**What you will do:** Find all the lines in the material below with the word "builder", and copy them.
*** Material supplied Section Begins ***
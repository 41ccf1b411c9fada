//! Tracing setup: structured logging with span definitions per pipeline stage.

pub mod spans;

use std::sync::Once;

use tracing_subscriber::EnvFilter;

static INIT: Once = Once::new();

/// Environment variable read for the log filter.
pub const LOG_ENV: &str = "FORESIGHT_LOG";

/// Initialize the tracing subscriber with structured JSON output.
///
/// Respects the `FORESIGHT_LOG` environment variable for filtering.
/// Defaults to `info` level if not set. Idempotent.
pub fn init_tracing() {
    init_tracing_with_default("info", true);
}

/// Like [`init_tracing`], with a fallback filter and output format taken
/// from configuration.
pub fn init_tracing_with_default(default_filter: &str, json: bool) {
    INIT.call_once(|| {
        let filter =
            EnvFilter::try_from_env(LOG_ENV).unwrap_or_else(|_| EnvFilter::new(default_filter));
        let builder = tracing_subscriber::fmt()
            .with_env_filter(filter)
            .with_target(true)
            .with_thread_ids(true)
            .with_file(true)
            .with_line_number(true);
        // Another subscriber may already be installed by the host.
        let _ = if json {
            builder.json().try_init()
        } else {
            builder.try_init()
        };
    });
}

/// Initialize tracing with a custom filter string (for testing or embedding).
pub fn init_tracing_with_filter(filter: &str) {
    INIT.call_once(|| {
        let _ = tracing_subscriber::fmt()
            .with_env_filter(EnvFilter::new(filter))
            .with_target(true)
            .json()
            .try_init();
    });
}
//! Span definitions per pipeline stage: capture, extraction, classification,
//! scheduling, prefetch.

/// Create a capture span.
#[macro_export]
macro_rules! capture_span {
    ($event_type:expr) => {
        tracing::debug_span!("foresight.capture", event_type = %$event_type)
    };
}

/// Create a feature extraction span.
#[macro_export]
macro_rules! extraction_span {
    ($window:expr) => {
        tracing::info_span!("foresight.extraction", window = $window)
    };
}

/// Create a classification span.
#[macro_export]
macro_rules! classification_span {
    ($classifier:expr) => {
        tracing::info_span!("foresight.classification", classifier = %$classifier)
    };
}

/// Create a scheduling span.
#[macro_export]
macro_rules! scheduling_span {
    ($predictions:expr, $threshold:expr) => {
        tracing::info_span!(
            "foresight.scheduling",
            predictions = $predictions,
            threshold = $threshold
        )
    };
}

/// Create a prefetch span.
#[macro_export]
macro_rules! prefetch_span {
    ($resource:expr, $kind:expr) => {
        tracing::info_span!("foresight.prefetch", resource = %$resource, kind = %$kind)
    };
}

/// Span names as constants for programmatic use.
pub mod names {
    pub const CAPTURE: &str = "foresight.capture";
    pub const EXTRACTION: &str = "foresight.extraction";
    pub const CLASSIFICATION: &str = "foresight.classification";
    pub const SCHEDULING: &str = "foresight.scheduling";
    pub const PREFETCH: &str = "foresight.prefetch";
}
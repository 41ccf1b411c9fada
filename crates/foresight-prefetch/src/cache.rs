//! PrefetchCache: moka in-process cache of speculative work already done.
//!
//! TinyLFU admission, bounded entry count, time-to-live per entry.

use std::time::Duration;

use foresight_core::config::PrefetchConfig;
use foresight_core::ActionKind;
use moka::sync::Cache;

/// What was cached for a resource key.
#[derive(Debug, Clone, Copy, PartialEq)]
pub struct CachedResource {
    pub kind: ActionKind,
    pub stored_at_ms: u64,
}

#[derive(Clone)]
pub struct PrefetchCache {
    cache: Cache<String, CachedResource>,
}

impl std::fmt::Debug for PrefetchCache {
    fn fmt(&self, f: &mut std::fmt::Formatter<'_>) -> std::fmt::Result {
        f.debug_struct("PrefetchCache")
            .field("entries", &self.cache.entry_count())
            .finish()
    }
}

impl PrefetchCache {
    pub fn new(max_entries: u64, ttl: Duration) -> Self {
        let cache = Cache::builder()
            .max_capacity(max_entries)
            .time_to_live(ttl)
            .build();
        Self { cache }
    }

    pub fn from_config(config: &PrefetchConfig) -> Self {
        Self::new(
            config.cache_capacity,
            Duration::from_secs(config.cache_ttl_secs),
        )
    }

    pub fn get(&self, resource_key: &str) -> Option<CachedResource> {
        self.cache.get(resource_key)
    }

    pub fn contains(&self, resource_key: &str) -> bool {
        self.cache.contains_key(resource_key)
    }

    pub fn insert(&self, resource_key: impl Into<String>, resource: CachedResource) {
        self.cache.insert(resource_key.into(), resource);
    }

    pub fn invalidate(&self, resource_key: &str) {
        self.cache.invalidate(resource_key);
    }

    /// Approximate: moka applies writes lazily until pending tasks run.
    pub fn len(&self) -> u64 {
        self.cache.entry_count()
    }

    pub fn is_empty(&self) -> bool {
        self.len() == 0
    }

    /// Flush pending evictions and expirations.
    pub fn run_pending_tasks(&self) {
        self.cache.run_pending_tasks();
    }

    pub fn clear(&self) {
        self.cache.invalidate_all();
    }
}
*** Material supplied Section Ends ***
**Answer to the exercise:**
        let builder = tracing_subscriber::fmt()
            builder.json().try_init()
            builder.try_init()
        let cache = Cache::builder()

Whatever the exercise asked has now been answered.